**Data to use**
■ ■ ■ ■ ■

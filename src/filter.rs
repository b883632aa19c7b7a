use crate::bitmap::Bitmap;

/// Minimum pixel dimensions a record must reach to be kept.
#[derive(Debug, Clone, Copy, PartialEq, Eq)]
pub struct SizeFilter {
    pub min_width: u32,
    pub min_height: u32,
}

impl SizeFilter {
    #[must_use]
    pub fn new(min_width: u32, min_height: u32) -> Self {
        Self {
            min_width,
            min_height,
        }
    }

    /// Pass the bitmap through when both sides reach the minimum.
    /// Rejection is an expected outcome, not an error.
    #[must_use]
    pub fn apply(&self, bitmap: Bitmap) -> Option<Bitmap> {
        if self.accepts(bitmap.width(), bitmap.height()) {
            Some(bitmap)
        } else {
            None
        }
    }

    #[must_use]
    pub fn accepts(&self, width: u32, height: u32) -> bool {
        width >= self.min_width && height >= self.min_height
    }
}

#[cfg(test)]
mod tests {
    use super::*;
    use image::{DynamicImage, RgbImage};

    fn rgb(width: u32, height: u32) -> Bitmap {
        DynamicImage::ImageRgb8(RgbImage::new(width, height)).into()
    }

    #[test]
    fn test_exact_minimum_passes() {
        let filter = SizeFilter::new(256, 128);
        assert!(filter.apply(rgb(256, 128)).is_some());
    }

    #[test]
    fn test_one_pixel_short_is_rejected() {
        let filter = SizeFilter::new(256, 128);
        assert!(filter.apply(rgb(255, 128)).is_none());
        assert!(filter.apply(rgb(256, 127)).is_none());
    }

    #[test]
    fn test_larger_passes_unchanged() {
        let filter = SizeFilter::new(10, 10);
        let kept = filter.apply(rgb(30, 20)).unwrap();
        assert_eq!((kept.width(), kept.height()), (30, 20));
    }
}
// ============================================================================
// Matching Algorithm Interface
// Defines the contract for pluggable matching algorithms
// ============================================================================

use rust_decimal::Decimal;
use smallvec::SmallVec;

use crate::domain::{Order, OrderBook, OrderId, Side};

/// One planned execution against a resting order.
#[derive(Debug, Clone, PartialEq, Eq)]
pub struct Fill {
    /// The resting (maker) order to execute against
    pub maker_id: OrderId,
    /// Quantity to execute
    pub quantity: Decimal,
    /// Execution price: the maker's limit price
    pub price: Decimal,
}

/// The complete, ordered set of fills an incoming order would produce
/// against the current book. Planning is pure: nothing is mutated until the
/// whole plan has been committed as one unit, which is what lets a failed
/// commit roll back by simply not applying the plan.
#[derive(Debug, Clone, Default)]
pub struct MatchPlan {
    pub fills: SmallVec<[Fill; 4]>,
}

impl MatchPlan {
    pub fn is_empty(&self) -> bool {
        self.fills.is_empty()
    }

    /// Total quantity the taker would execute under this plan.
    pub fn filled_quantity(&self) -> Decimal {
        self.fills.iter().map(|fill| fill.quantity).sum()
    }
}

/// Strategy interface for matching algorithms.
///
/// An implementation inspects the incoming (taker) order and the book's
/// crossing candidates and decides which resting orders execute, for how
/// much, and at what price. It must not mutate anything; the engine applies
/// the returned plan after the atomic commit succeeds.
pub trait MatchingAlgorithm: Send + Sync {
    /// Plan the fills for an incoming order against the opposite side.
    fn plan_fills(&self, taker: &Order, book: &OrderBook) -> MatchPlan;

    /// Algorithm name for logging/diagnostics
    fn name(&self) -> &str;

    /// Whether the taker's limit admits execution at a given book price.
    fn prices_cross(&self, taker: &Order, book_price: Decimal) -> bool {
        match taker.side {
            Side::Buy => taker.limit_price >= book_price,
            Side::Sell => taker.limit_price <= book_price,
        }
    }
}
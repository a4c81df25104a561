// ============================================================================
// Exchange Configuration
// Symbol universe and per-symbol trading parameters
// ============================================================================

use rust_decimal::Decimal;
use std::collections::HashSet;

use super::Symbol;

#[cfg(feature = "serde")]
use serde::{Deserialize, Serialize};

// ============================================================================
// Per-Symbol Configuration
// ============================================================================

/// Trading parameters for one listed symbol.
#[derive(Debug, Clone)]
#[cfg_attr(feature = "serde", derive(Serialize, Deserialize))]
pub struct SymbolConfig {
    /// The traded fuel/commodity symbol (e.g. "GREEN_HYDROGEN")
    pub symbol: Symbol,

    /// Optional: price tick size (minimum price increment).
    /// None means no tick size enforcement
    pub tick_size: Option<Decimal>,

    /// Optional: lot size (minimum quantity increment).
    /// None means no lot size enforcement
    pub lot_size: Option<Decimal>,
}

impl SymbolConfig {
    pub fn new(symbol: impl Into<Symbol>) -> Self {
        Self {
            symbol: symbol.into(),
            tick_size: None,
            lot_size: None,
        }
    }

    /// Builder method: set price tick size
    pub fn with_tick_size(mut self, tick: Decimal) -> Self {
        self.tick_size = Some(tick);
        self
    }

    /// Builder method: set lot size
    pub fn with_lot_size(mut self, lot: Decimal) -> Self {
        self.lot_size = Some(lot);
        self
    }

    /// Fuel-grade preset: commodity fuel lots are quoted to the cent per
    /// unit, whole units only.
    pub fn fuel_grade(symbol: impl Into<Symbol>) -> Self {
        Self::new(symbol)
            .with_tick_size(Decimal::new(1, 2)) // 0.01 per unit
            .with_lot_size(Decimal::ONE)
    }

    fn validate(&self) -> Result<(), String> {
        if self.symbol.as_str().is_empty() {
            return Err("symbol cannot be empty".to_string());
        }
        if let Some(tick) = self.tick_size {
            if tick <= Decimal::ZERO {
                return Err(format!("tick size for {} must be positive", self.symbol));
            }
        }
        if let Some(lot) = self.lot_size {
            if lot <= Decimal::ZERO {
                return Err(format!("lot size for {} must be positive", self.symbol));
            }
        }
        Ok(())
    }
}

// ============================================================================
// Exchange Configuration
// ============================================================================

/// Complete configuration for an exchange instance: the fixed symbol
/// universe plus matching policy toggles. Submissions for symbols outside
/// the universe are rejected as invalid.
#[derive(Debug, Clone)]
#[cfg_attr(feature = "serde", derive(Serialize, Deserialize))]
pub struct ExchangeConfig {
    pub symbols: Vec<SymbolConfig>,

    /// When set, an incoming order skips resting orders from the same
    /// participant and keeps matching against the rest of the queue.
    /// Off by default: the marketplace historically allowed participants
    /// to cross their own orders.
    pub prevent_self_match: bool,
}

impl ExchangeConfig {
    pub fn new(symbols: Vec<SymbolConfig>) -> Self {
        Self {
            symbols,
            prevent_self_match: false,
        }
    }

    /// Builder method: enable self-match prevention
    pub fn with_self_match_prevention(mut self) -> Self {
        self.prevent_self_match = true;
        self
    }

    /// Validate the configuration
    pub fn validate(&self) -> Result<(), String> {
        if self.symbols.is_empty() {
            return Err("at least one symbol must be configured".to_string());
        }
        let mut seen = HashSet::new();
        for config in &self.symbols {
            config.validate()?;
            if !seen.insert(&config.symbol) {
                return Err(format!("symbol {} configured twice", config.symbol));
            }
        }
        Ok(())
    }
}
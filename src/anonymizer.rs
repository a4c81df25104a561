// ============================================================================
// Anonymizing Gateway
// Pseudonym issuance for the blind order book
// ============================================================================

use std::fmt;
use uuid::Uuid;

#[cfg(feature = "serde")]
use serde::{Deserialize, Serialize};

use crate::domain::OwnerRef;

/// Pseudonym exposed in book queries and the trade feed in place of the
/// participant's real identity. Generated once at order creation and stable
/// for the order's lifetime.
#[derive(Debug, Clone, PartialEq, Eq, Hash)]
#[cfg_attr(feature = "serde", derive(Serialize, Deserialize))]
pub struct PublicId(String);

impl PublicId {
    pub fn as_str(&self) -> &str {
        &self.0
    }
}

impl fmt::Display for PublicId {
    fn fmt(&self, f: &mut fmt::Formatter<'_>) -> fmt::Result {
        f.write_str(&self.0)
    }
}

/// Issues a fresh pseudonym per order and guarantees that nothing derivable
/// from the owner reference leaks into it. Observers of the book and trade
/// feed only ever see `PublicId`s.
///
/// Tokens are `ANON-` followed by 128 bits of UUIDv4 entropy in uppercase
/// hex, so collisions are not a practical concern for the lifetime of the
/// system.
#[derive(Debug, Default)]
pub struct AnonymizingGateway;

impl AnonymizingGateway {
    pub fn new() -> Self {
        Self
    }

    /// Assign a pseudonym for a new order. The owner reference is accepted
    /// only to pin the call site to the submission path; the token is pure
    /// randomness and carries no linkage back to it.
    pub fn assign(&self, _owner: &OwnerRef) -> PublicId {
        PublicId(format!(
            "ANON-{}",
            Uuid::new_v4().simple().to_string().to_uppercase()
        ))
    }
}
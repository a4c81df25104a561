// ============================================================================
// Interfaces Module
// Contains all trait definitions and contracts
// ============================================================================

mod event_handler;
mod matching_algorithm;
mod order_store;

pub use event_handler::{EventHandler, LoggingEventHandler, NoOpEventHandler, OrderEvent};
pub use matching_algorithm::{Fill, MatchPlan, MatchingAlgorithm};
pub use order_store::{CommitBatch, InMemoryOrderStore, OrderStore, StoreError};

■ ■ ■ ■ ■

**Task prompt**
Lines holding the string "only": find them in the listing above and copy each one.

**Response below**
    /// unit, whole units only.
/// feed only ever see `PublicId`s.
    /// only to pin the call site to the submission path; the token is pure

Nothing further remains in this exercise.